To do: Sort through the entries below and pull out lines containing the word "thiserror".

Supplied data:
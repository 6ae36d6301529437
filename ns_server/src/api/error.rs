//! HTTP error mapping.
//!
//! Every handler returns [`ApiError`] on failure. Library errors convert into
//! it through `From`, so handlers propagate with `?` and the status code and
//! JSON body are decided in one place:
//!
//! ```json
//! { "message": "latitude must be between -90 and 90, got 91", "field": "latitude" }
//! ```

use axum::{
    Json,
    extract::{
        multipart::{MultipartError, MultipartRejection},
        rejection::{JsonRejection, PathRejection, QueryRejection},
    },
    http::StatusCode,
    response::{IntoResponse, Response},
};
use namma_suraksha::{
    auth::AuthError, evidence::StorageError, news::NewsError, reports::ReportError,
};
use serde::Serialize;
use std::sync::atomic::{AtomicBool, Ordering};

/// Message sent for every internal failure outside development mode
pub const INTERNAL_ERROR_MESSAGE: &str = "Internal server error";

static DETAILED_ERRORS: AtomicBool = AtomicBool::new(false);

/// Return internal error details to clients (development deployments only)
pub fn set_detailed_errors(enabled: bool) {
    DETAILED_ERRORS.store(enabled, Ordering::Relaxed);
}

/// Errors returned by API handlers
#[derive(Debug, thiserror::Error)]
pub enum ApiError {
    /// Malformed or out-of-range input
    #[error("{message}")]
    Validation {
        field: Option<&'static str>,
        message: String,
    },

    /// Request collides with existing data
    #[error("{0}")]
    Conflict(String),

    /// Caller did not prove who they are
    #[error("{0}")]
    Unauthenticated(String),

    /// Resource does not exist
    #[error("{0}")]
    NotFound(String),

    /// Anything the client cannot fix; the detail is only logged
    #[error("{0}")]
    Internal(String),
}

#[derive(Debug, Serialize)]
pub struct ErrorResponse {
    pub message: String,
    #[serde(skip_serializing_if = "Option::is_none")]
    pub field: Option<&'static str>,
}

impl ApiError {
    pub fn validation(field: &'static str, message: impl Into<String>) -> Self {
        ApiError::Validation {
            field: Some(field),
            message: message.into(),
        }
    }

    pub fn bad_request(message: impl Into<String>) -> Self {
        ApiError::Validation {
            field: None,
            message: message.into(),
        }
    }

    /// The generic 401 used for missing or rejected bearer tokens
    pub fn authentication_required() -> Self {
        ApiError::Unauthenticated("Authentication required".to_string())
    }

    pub fn status(&self) -> StatusCode {
        match self {
            // The web client expects duplicates as a plain bad request
            ApiError::Validation { .. } | ApiError::Conflict(_) => StatusCode::BAD_REQUEST,
            ApiError::Unauthenticated(_) => StatusCode::UNAUTHORIZED,
            ApiError::NotFound(_) => StatusCode::NOT_FOUND,
            ApiError::Internal(_) => StatusCode::INTERNAL_SERVER_ERROR,
        }
    }
}

impl IntoResponse for ApiError {
    fn into_response(self) -> Response {
        let status = self.status();
        let (message, field) = match self {
            ApiError::Internal(detail) => {
                tracing::error!(error = %detail, "Request failed");
                let message = if DETAILED_ERRORS.load(Ordering::Relaxed) {
                    detail
                } else {
                    INTERNAL_ERROR_MESSAGE.to_string()
                };
                (message, None)
            }
            ApiError::Validation { field, message } => (message, field),
            ApiError::Conflict(message)
            | ApiError::Unauthenticated(message)
            | ApiError::NotFound(message) => (message, None),
        };

        (status, Json(ErrorResponse { message, field })).into_response()
    }
}

impl From<AuthError> for ApiError {
    fn from(err: AuthError) -> Self {
        if err.is_unauthenticated() {
            return ApiError::Unauthenticated(err.client_message());
        }
        if err.is_conflict() {
            return ApiError::Conflict(err.client_message());
        }

        match err {
            AuthError::InvalidUsername(_) => ApiError::validation("username", err.to_string()),
            AuthError::InvalidEmail(_) => ApiError::validation("email", err.to_string()),
            AuthError::MissingName => ApiError::validation("name", err.to_string()),
            AuthError::WeakPassword(_) => ApiError::validation("password", err.to_string()),
            AuthError::UserNotFound => ApiError::NotFound(err.to_string()),
            _ => ApiError::Internal(err.to_string()),
        }
    }
}

impl From<StorageError> for ApiError {
    fn from(err: StorageError) -> Self {
        match err {
            StorageError::UnsupportedMediaType(_) | StorageError::PayloadTooLarge { .. } => {
                ApiError::bad_request(err.client_message())
            }
            StorageError::NotFound(_) => ApiError::NotFound(err.client_message()),
            StorageError::Io(_) => ApiError::Internal(err.to_string()),
        }
    }
}

impl From<ReportError> for ApiError {
    fn from(err: ReportError) -> Self {
        match err {
            ReportError::Storage(storage) => match storage {
                StorageError::UnsupportedMediaType(_) | StorageError::PayloadTooLarge { .. } => {
                    ApiError::validation("evidence_images", storage.client_message())
                }
                other => other.into(),
            },
            ReportError::Validation { field, message } => ApiError::Validation {
                field: Some(field),
                message,
            },
            ReportError::TooManyImages { .. } => {
                ApiError::validation("evidence_images", err.to_string())
            }
            ReportError::NotFound(_) => ApiError::NotFound("Report not found".to_string()),
            ReportError::Database(_) | ReportError::Timeout(_) => {
                ApiError::Internal(err.to_string())
            }
        }
    }
}

impl From<NewsError> for ApiError {
    fn from(err: NewsError) -> Self {
        match err {
            NewsError::Validation { field, message } => ApiError::Validation {
                field: Some(field),
                message,
            },
            NewsError::Database(_) | NewsError::Timeout(_) => ApiError::Internal(err.to_string()),
        }
    }
}

impl From<JsonRejection> for ApiError {
    fn from(rejection: JsonRejection) -> Self {
        ApiError::bad_request(rejection.body_text())
    }
}

impl From<QueryRejection> for ApiError {
    fn from(rejection: QueryRejection) -> Self {
        ApiError::bad_request(rejection.body_text())
    }
}

impl From<PathRejection> for ApiError {
    fn from(rejection: PathRejection) -> Self {
        ApiError::bad_request(rejection.body_text())
    }
}

impl From<MultipartRejection> for ApiError {
    fn from(rejection: MultipartRejection) -> Self {
        ApiError::bad_request(rejection.body_text())
    }
}

impl From<MultipartError> for ApiError {
    fn from(err: MultipartError) -> Self {
        if err.status() == StatusCode::PAYLOAD_TOO_LARGE {
            return ApiError::bad_request("Upload too large");
        }
        ApiError::bad_request(err.body_text())
    }
}

/// Result type for API handlers
pub type ApiResult<T> = Result<T, ApiError>;
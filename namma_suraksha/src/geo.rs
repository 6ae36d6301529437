//! Coordinates, great-circle distances and search boxes.

use serde::Serialize;
use thiserror::Error;

/// Mean Earth radius in metres (IUGG).
pub const EARTH_RADIUS_M: f64 = 6_371_008.8;

/// Coordinate validation errors
#[derive(Debug, Clone, PartialEq, Error)]
pub enum GeoError {
    #[error("latitude must be between -90 and 90, got {0}")]
    LatitudeOutOfRange(f64),

    #[error("longitude must be between -180 and 180, got {0}")]
    LongitudeOutOfRange(f64),
}

impl GeoError {
    /// Name of the offending field, as it appears on the wire
    pub fn field(&self) -> &'static str {
        match self {
            GeoError::LatitudeOutOfRange(_) => "latitude",
            GeoError::LongitudeOutOfRange(_) => "longitude",
        }
    }
}

/// A validated WGS84 coordinate.
#[derive(Debug, Clone, Copy, PartialEq, Serialize)]
pub struct GeoPoint {
    latitude: f64,
    longitude: f64,
}

impl GeoPoint {
    /// Create a point, rejecting NaN and values outside the valid ranges.
    pub fn new(latitude: f64, longitude: f64) -> Result<Self, GeoError> {
        // NaN fails both comparisons, so it is rejected here too
        if !(-90.0..=90.0).contains(&latitude) {
            return Err(GeoError::LatitudeOutOfRange(latitude));
        }
        if !(-180.0..=180.0).contains(&longitude) {
            return Err(GeoError::LongitudeOutOfRange(longitude));
        }
        Ok(Self {
            latitude,
            longitude,
        })
    }

    pub fn latitude(&self) -> f64 {
        self.latitude
    }

    pub fn longitude(&self) -> f64 {
        self.longitude
    }

    /// Great-circle distance in metres using the haversine formula.
    pub fn distance_m(&self, other: &GeoPoint) -> f64 {
        let lat1 = self.latitude.to_radians();
        let lat2 = other.latitude.to_radians();
        let dlat = (other.latitude - self.latitude).to_radians();
        let dlon = (other.longitude - self.longitude).to_radians();

        let a = (dlat / 2.0).sin().powi(2) + lat1.cos() * lat2.cos() * (dlon / 2.0).sin().powi(2);
        let c = 2.0 * a.sqrt().min(1.0).asin();
        EARTH_RADIUS_M * c
    }

    /// Smallest lat/lon rectangle containing every point within `radius_m`.
    ///
    /// The box is a cheap prefilter; callers still check the exact distance.
    /// Near the poles, or when the box would cross the antimeridian, the
    /// longitude range widens to the whole globe.
    pub fn bounding_box(&self, radius_m: f64) -> BoundingBox {
        let dlat = (radius_m / EARTH_RADIUS_M).to_degrees();
        let min_lat = (self.latitude - dlat).max(-90.0);
        let max_lat = (self.latitude + dlat).min(90.0);

        // Widest longitude offset of the circle: asin(sin(r) / cos(lat))
        let ratio = (radius_m / EARTH_RADIUS_M).sin() / self.latitude.to_radians().cos();
        if min_lat <= -90.0 || max_lat >= 90.0 || !(0.0..1.0).contains(&ratio) {
            return BoundingBox {
                min_lat,
                max_lat,
                min_lon: -180.0,
                max_lon: 180.0,
            };
        }

        let dlon = ratio.asin().to_degrees();
        let min_lon = self.longitude - dlon;
        let max_lon = self.longitude + dlon;
        if min_lon < -180.0 || max_lon > 180.0 {
            return BoundingBox {
                min_lat,
                max_lat,
                min_lon: -180.0,
                max_lon: 180.0,
            };
        }

        BoundingBox {
            min_lat,
            max_lat,
            min_lon,
            max_lon,
        }
    }

    /// Human-readable `"lat, lon"` label used when no place name is known.
    pub fn label(&self) -> String {
        format!("{}, {}", self.latitude, self.longitude)
    }
}

/// Inclusive latitude/longitude rectangle in degrees
#[derive(Debug, Clone, Copy, PartialEq)]
pub struct BoundingBox {
    pub min_lat: f64,
    pub max_lat: f64,
    pub min_lon: f64,
    pub max_lon: f64,
}

impl BoundingBox {
    pub fn contains(&self, point: &GeoPoint) -> bool {
        (self.min_lat..=self.max_lat).contains(&point.latitude)
            && (self.min_lon..=self.max_lon).contains(&point.longitude)
    }
}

Response to this exercise:
#[derive(Debug, thiserror::Error)]
use thiserror::Error;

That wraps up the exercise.